* Exercise
Output every entry exactly, from the first line to the last.

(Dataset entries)

'''

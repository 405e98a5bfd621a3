//! A bound, bidirectional byte stream between two peers (C3).

use std::io::{Read, Write};
use std::net::{TcpStream, ToSocketAddrs};

use crate::error::GraybatError;

use super::reactor::IoFuture;

/// Width, in bytes, of the ASCII-decimal length prefix used by
/// `send_prefix_size`/`receive_prefix_size`.
const LENGTH_PREFIX_WIDTH: usize = 8;

/// One TCP connection, framed at the byte level. `Connection` itself knows
/// nothing about `graybat` frames -- callers layer `crate::frame::Frame` on
/// top of `send`/`receive`, or use `send_prefix_size`/`receive_prefix_size`
/// for self-describing (variable-length) payloads such as signaling RPCs.
pub struct Connection {
    stream: TcpStream,
}

impl Connection {
    pub(crate) fn from_stream(stream: TcpStream) -> Self {
        Connection { stream }
    }

    pub fn connect<A: ToSocketAddrs>(addr: A) -> Result<Self, GraybatError> {
        let stream = TcpStream::connect(addr)?;
        stream.set_nodelay(true)?;
        Ok(Connection { stream })
    }

    pub fn try_clone(&self) -> Result<Self, GraybatError> {
        Ok(Connection {
            stream: self.stream.try_clone()?,
        })
    }

    /// Dials `addr` on a reactor thread; the returned future resolves to the
    /// connected `Connection` or a `TransportError`.
    pub fn async_connect(addr: String) -> IoFuture<Connection> {
        IoFuture::spawn(move || Connection::connect(addr))
    }

    /// Writes the whole buffer or fails.
    pub fn send(&mut self, bytes: &[u8]) -> Result<(), GraybatError> {
        self.stream.write_all(bytes)?;
        Ok(())
    }

    /// Callback-free async form of `send`: clones the underlying stream
    /// handle and writes `bytes` on a reactor thread, so the caller is never
    /// blocked waiting for the peer to drain its socket buffer.
    pub fn async_send(&self, bytes: Vec<u8>) -> IoFuture<()> {
        match self.try_clone() {
            Ok(mut conn) => IoFuture::spawn(move || conn.send(&bytes)),
            Err(e) => IoFuture::spawn(move || Err(e)),
        }
    }

    /// Reads exactly `buf.len()` bytes or fails.
    pub fn receive(&mut self, buf: &mut [u8]) -> Result<(), GraybatError> {
        self.stream.read_exact(buf)?;
        Ok(())
    }

    /// Callback-free async form of `receive`: clones the underlying stream
    /// handle and reads `len` bytes on a reactor thread.
    pub fn async_receive(&self, len: usize) -> IoFuture<Vec<u8>> {
        match self.try_clone() {
            Ok(mut conn) => IoFuture::spawn(move || {
                let mut buf = vec![0u8; len];
                conn.receive(&mut buf)?;
                Ok(buf)
            }),
            Err(e) => IoFuture::spawn(move || Err(e)),
        }
    }

    /// Writes an 8-byte ASCII-decimal length prefix followed by `bytes`.
    pub fn send_prefix_size(&mut self, bytes: &[u8]) -> Result<(), GraybatError> {
        let prefix = format!("{:0width$}", bytes.len(), width = LENGTH_PREFIX_WIDTH);
        self.stream.write_all(prefix.as_bytes())?;
        self.stream.write_all(bytes)?;
        Ok(())
    }

    /// Reads an 8-byte ASCII-decimal length prefix, resizes `buf` to match,
    /// then reads that many payload bytes.
    pub fn receive_prefix_size(&mut self, buf: &mut Vec<u8>) -> Result<(), GraybatError> {
        let mut prefix = [0u8; LENGTH_PREFIX_WIDTH];
        self.stream.read_exact(&mut prefix)?;

        let text = std::str::from_utf8(&prefix)
            .map_err(|_| GraybatError::MalformedMessage(LENGTH_PREFIX_WIDTH))?;
        let len: usize = text
            .trim()
            .parse()
            .map_err(|_| GraybatError::MalformedMessage(LENGTH_PREFIX_WIDTH))?;

        buf.resize(len, 0);
        self.stream.read_exact(buf)?;
        Ok(())
    }
}

#[cfg(test)]
mod tests {
    use super::*;
    use std::net::TcpListener;

    #[test]
    fn prefix_size_round_trips() {
        let listener = TcpListener::bind("127.0.0.1:0").unwrap();
        let addr = listener.local_addr().unwrap();

        let client = std::thread::spawn(move || {
            let mut conn = Connection::connect(addr).unwrap();
            conn.send_prefix_size(b"hello world").unwrap();
        });

        let (stream, _) = listener.accept().unwrap();
        let mut server = Connection::from_stream(stream);
        let mut received = Vec::new();
        server.receive_prefix_size(&mut received).unwrap();

        client.join().unwrap();
        assert_eq!(received, b"hello world");
    }

    #[test]
    fn exact_send_receive_round_trips() {
        let listener = TcpListener::bind("127.0.0.1:0").unwrap();
        let addr = listener.local_addr().unwrap();

        let client = std::thread::spawn(move || {
            let mut conn = Connection::connect(addr).unwrap();
            conn.send(&[1, 2, 3, 4]).unwrap();
        });

        let (stream, _) = listener.accept().unwrap();
        let mut server = Connection::from_stream(stream);
        let mut buf = [0u8; 4];
        server.receive(&mut buf).unwrap();

        client.join().unwrap();
        assert_eq!(buf, [1, 2, 3, 4]);
    }

    #[test]
    fn async_connect_resolves_to_a_live_connection() {
        let listener = TcpListener::bind("127.0.0.1:0").unwrap();
        let addr = listener.local_addr().unwrap();

        let future = Connection::async_connect(addr.to_string());
        let (stream, _) = listener.accept().unwrap();
        let mut server = Connection::from_stream(stream);

        let mut client = future.wait().unwrap();
        client.send(&[5, 6, 7]).unwrap();
        let mut buf = [0u8; 3];
        server.receive(&mut buf).unwrap();
        assert_eq!(buf, [5, 6, 7]);
    }

    #[test]
    fn async_send_and_async_receive_round_trip() {
        let listener = TcpListener::bind("127.0.0.1:0").unwrap();
        let addr = listener.local_addr().unwrap();

        let client = std::thread::spawn(move || Connection::connect(addr).unwrap());
        let (stream, _) = listener.accept().unwrap();
        let server = Connection::from_stream(stream);
        let client = client.join().unwrap();

        let send_future = client.async_send(vec![1, 2, 3]);
        let recv_future = server.async_receive(3);

        send_future.wait().unwrap();
        assert_eq!(recv_future.wait().unwrap(), vec![1, 2, 3]);
    }
}
use std::io;

/// Error taxonomy for the socket-based communication policy.
///
/// `BufferOverflow` from the source taxonomy is deliberately absent here: a
/// message box that is over its high-water mark is backpressure (the
/// producer blocks), not a failure, so it never surfaces as a `Result::Err`.
#[derive(Debug, thiserror::Error)]
pub enum GraybatError {
    #[error("signaling service at {uri} is unreachable: {source}")]
    SignalingUnreachable { uri: String, source: io::Error },

    #[error("signaling service could not allocate a context for '{name}'")]
    ContextAllocFailed { name: String },

    #[error("failed to bind a socket starting at port {base_port}")]
    BindFailed { base_port: u16 },

    #[error("transport error: {0}")]
    Transport(#[from] io::Error),

    #[error("received frame shorter than the {0}-byte header")]
    MalformedMessage(usize),

    #[error("operation issued on an invalid (default-constructed) context")]
    ContextInvalid,

    #[error("unexpected message type on the control channel: {0:?}")]
    ProtocolViolation(crate::frame::MsgType),
}

pub type Result<T> = std::result::Result<T, GraybatError>;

'''

* Answer to the problem
repository 405e98a5bfd621a3
//! A bound, bidirectional byte stream between two peers (C3).

use std::io::{Read, Write};
use std::net::{TcpStream, ToSocketAddrs};

use crate::error::GraybatError;

use super::reactor::IoFuture;

/// Width, in bytes, of the ASCII-decimal length prefix used by
/// `send_prefix_size`/`receive_prefix_size`.
const LENGTH_PREFIX_WIDTH: usize = 8;

/// One TCP connection, framed at the byte level. `Connection` itself knows
/// nothing about `graybat` frames -- callers layer `crate::frame::Frame` on
/// top of `send`/`receive`, or use `send_prefix_size`/`receive_prefix_size`
/// for self-describing (variable-length) payloads such as signaling RPCs.
pub struct Connection {
    stream: TcpStream,
}

impl Connection {
    pub(crate) fn from_stream(stream: TcpStream) -> Self {
        Connection { stream }
    }

    pub fn connect<A: ToSocketAddrs>(addr: A) -> Result<Self, GraybatError> {
        let stream = TcpStream::connect(addr)?;
        stream.set_nodelay(true)?;
        Ok(Connection { stream })
    }

    pub fn try_clone(&self) -> Result<Self, GraybatError> {
        Ok(Connection {
            stream: self.stream.try_clone()?,
        })
    }

    /// Dials `addr` on a reactor thread; the returned future resolves to the
    /// connected `Connection` or a `TransportError`.
    pub fn async_connect(addr: String) -> IoFuture<Connection> {
        IoFuture::spawn(move || Connection::connect(addr))
    }

    /// Writes the whole buffer or fails.
    pub fn send(&mut self, bytes: &[u8]) -> Result<(), GraybatError> {
        self.stream.write_all(bytes)?;
        Ok(())
    }

    /// Callback-free async form of `send`: clones the underlying stream
    /// handle and writes `bytes` on a reactor thread, so the caller is never
    /// blocked waiting for the peer to drain its socket buffer.
    pub fn async_send(&self, bytes: Vec<u8>) -> IoFuture<()> {
        match self.try_clone() {
            Ok(mut conn) => IoFuture::spawn(move || conn.send(&bytes)),
            Err(e) => IoFuture::spawn(move || Err(e)),
        }
    }

    /// Reads exactly `buf.len()` bytes or fails.
    pub fn receive(&mut self, buf: &mut [u8]) -> Result<(), GraybatError> {
        self.stream.read_exact(buf)?;
        Ok(())
    }

    /// Callback-free async form of `receive`: clones the underlying stream
    /// handle and reads `len` bytes on a reactor thread.
    pub fn async_receive(&self, len: usize) -> IoFuture<Vec<u8>> {
        match self.try_clone() {
            Ok(mut conn) => IoFuture::spawn(move || {
                let mut buf = vec![0u8; len];
                conn.receive(&mut buf)?;
                Ok(buf)
            }),
            Err(e) => IoFuture::spawn(move || Err(e)),
        }
    }

    /// Writes an 8-byte ASCII-decimal length prefix followed by `bytes`.
    pub fn send_prefix_size(&mut self, bytes: &[u8]) -> Result<(), GraybatError> {
        let prefix = format!("{:0width$}", bytes.len(), width = LENGTH_PREFIX_WIDTH);
        self.stream.write_all(prefix.as_bytes())?;
        self.stream.write_all(bytes)?;
        Ok(())
    }

    /// Reads an 8-byte ASCII-decimal length prefix, resizes `buf` to match,
    /// then reads that many payload bytes.
    pub fn receive_prefix_size(&mut self, buf: &mut Vec<u8>) -> Result<(), GraybatError> {
        let mut prefix = [0u8; LENGTH_PREFIX_WIDTH];
        self.stream.read_exact(&mut prefix)?;

        let text = std::str::from_utf8(&prefix)
            .map_err(|_| GraybatError::MalformedMessage(LENGTH_PREFIX_WIDTH))?;
        let len: usize = text
            .trim()
            .parse()
            .map_err(|_| GraybatError::MalformedMessage(LENGTH_PREFIX_WIDTH))?;

        buf.resize(len, 0);
        self.stream.read_exact(buf)?;
        Ok(())
    }
}

#[cfg(test)]
mod tests {
    use super::*;
    use std::net::TcpListener;

    #[test]
    fn prefix_size_round_trips() {
        let listener = TcpListener::bind("127.0.0.1:0").unwrap();
        let addr = listener.local_addr().unwrap();

        let client = std::thread::spawn(move || {
            let mut conn = Connection::connect(addr).unwrap();
            conn.send_prefix_size(b"hello world").unwrap();
        });

        let (stream, _) = listener.accept().unwrap();
        let mut server = Connection::from_stream(stream);
        let mut received = Vec::new();
        server.receive_prefix_size(&mut received).unwrap();

        client.join().unwrap();
        assert_eq!(received, b"hello world");
    }

    #[test]
    fn exact_send_receive_round_trips() {
        let listener = TcpListener::bind("127.0.0.1:0").unwrap();
        let addr = listener.local_addr().unwrap();

        let client = std::thread::spawn(move || {
            let mut conn = Connection::connect(addr).unwrap();
            conn.send(&[1, 2, 3, 4]).unwrap();
        });

        let (stream, _) = listener.accept().unwrap();
        let mut server = Connection::from_stream(stream);
        let mut buf = [0u8; 4];
        server.receive(&mut buf).unwrap();

        client.join().unwrap();
        assert_eq!(buf, [1, 2, 3, 4]);
    }

    #[test]
    fn async_connect_resolves_to_a_live_connection() {
        let listener = TcpListener::bind("127.0.0.1:0").unwrap();
        let addr = listener.local_addr().unwrap();

        let future = Connection::async_connect(addr.to_string());
        let (stream, _) = listener.accept().unwrap();
        let mut server = Connection::from_stream(stream);

        let mut client = future.wait().unwrap();
        client.send(&[5, 6, 7]).unwrap();
        let mut buf = [0u8; 3];
        server.receive(&mut buf).unwrap();
        assert_eq!(buf, [5, 6, 7]);
    }

    #[test]
    fn async_send_and_async_receive_round_trip() {
        let listener = TcpListener::bind("127.0.0.1:0").unwrap();
        let addr = listener.local_addr().unwrap();

        let client = std::thread::spawn(move || Connection::connect(addr).unwrap());
        let (stream, _) = listener.accept().unwrap();
        let server = Connection::from_stream(stream);
        let client = client.join().unwrap();

        let send_future = client.async_send(vec![1, 2, 3]);
        let recv_future = server.async_receive(3);

        send_future.wait().unwrap();
        assert_eq!(recv_future.wait().unwrap(), vec![1, 2, 3]);
    }
}
use std::io;

/// Error taxonomy for the socket-based communication policy.
///
/// `BufferOverflow` from the source taxonomy is deliberately absent here: a
/// message box that is over its high-water mark is backpressure (the
/// producer blocks), not a failure, so it never surfaces as a `Result::Err`.
#[derive(Debug, thiserror::Error)]
pub enum GraybatError {
    #[error("signaling service at {uri} is unreachable: {source}")]
    SignalingUnreachable { uri: String, source: io::Error },

    #[error("signaling service could not allocate a context for '{name}'")]
    ContextAllocFailed { name: String },

    #[error("failed to bind a socket starting at port {base_port}")]
    BindFailed { base_port: u16 },

    #[error("transport error: {0}")]
    Transport(#[from] io::Error),

    #[error("received frame shorter than the {0}-byte header")]
    MalformedMessage(usize),

    #[error("operation issued on an invalid (default-constructed) context")]
    ContextInvalid,

    #[error("unexpected message type on the control channel: {0:?}")]
    ProtocolViolation(crate::frame::MsgType),
}

pub type Result<T> = std::result::Result<T, GraybatError>;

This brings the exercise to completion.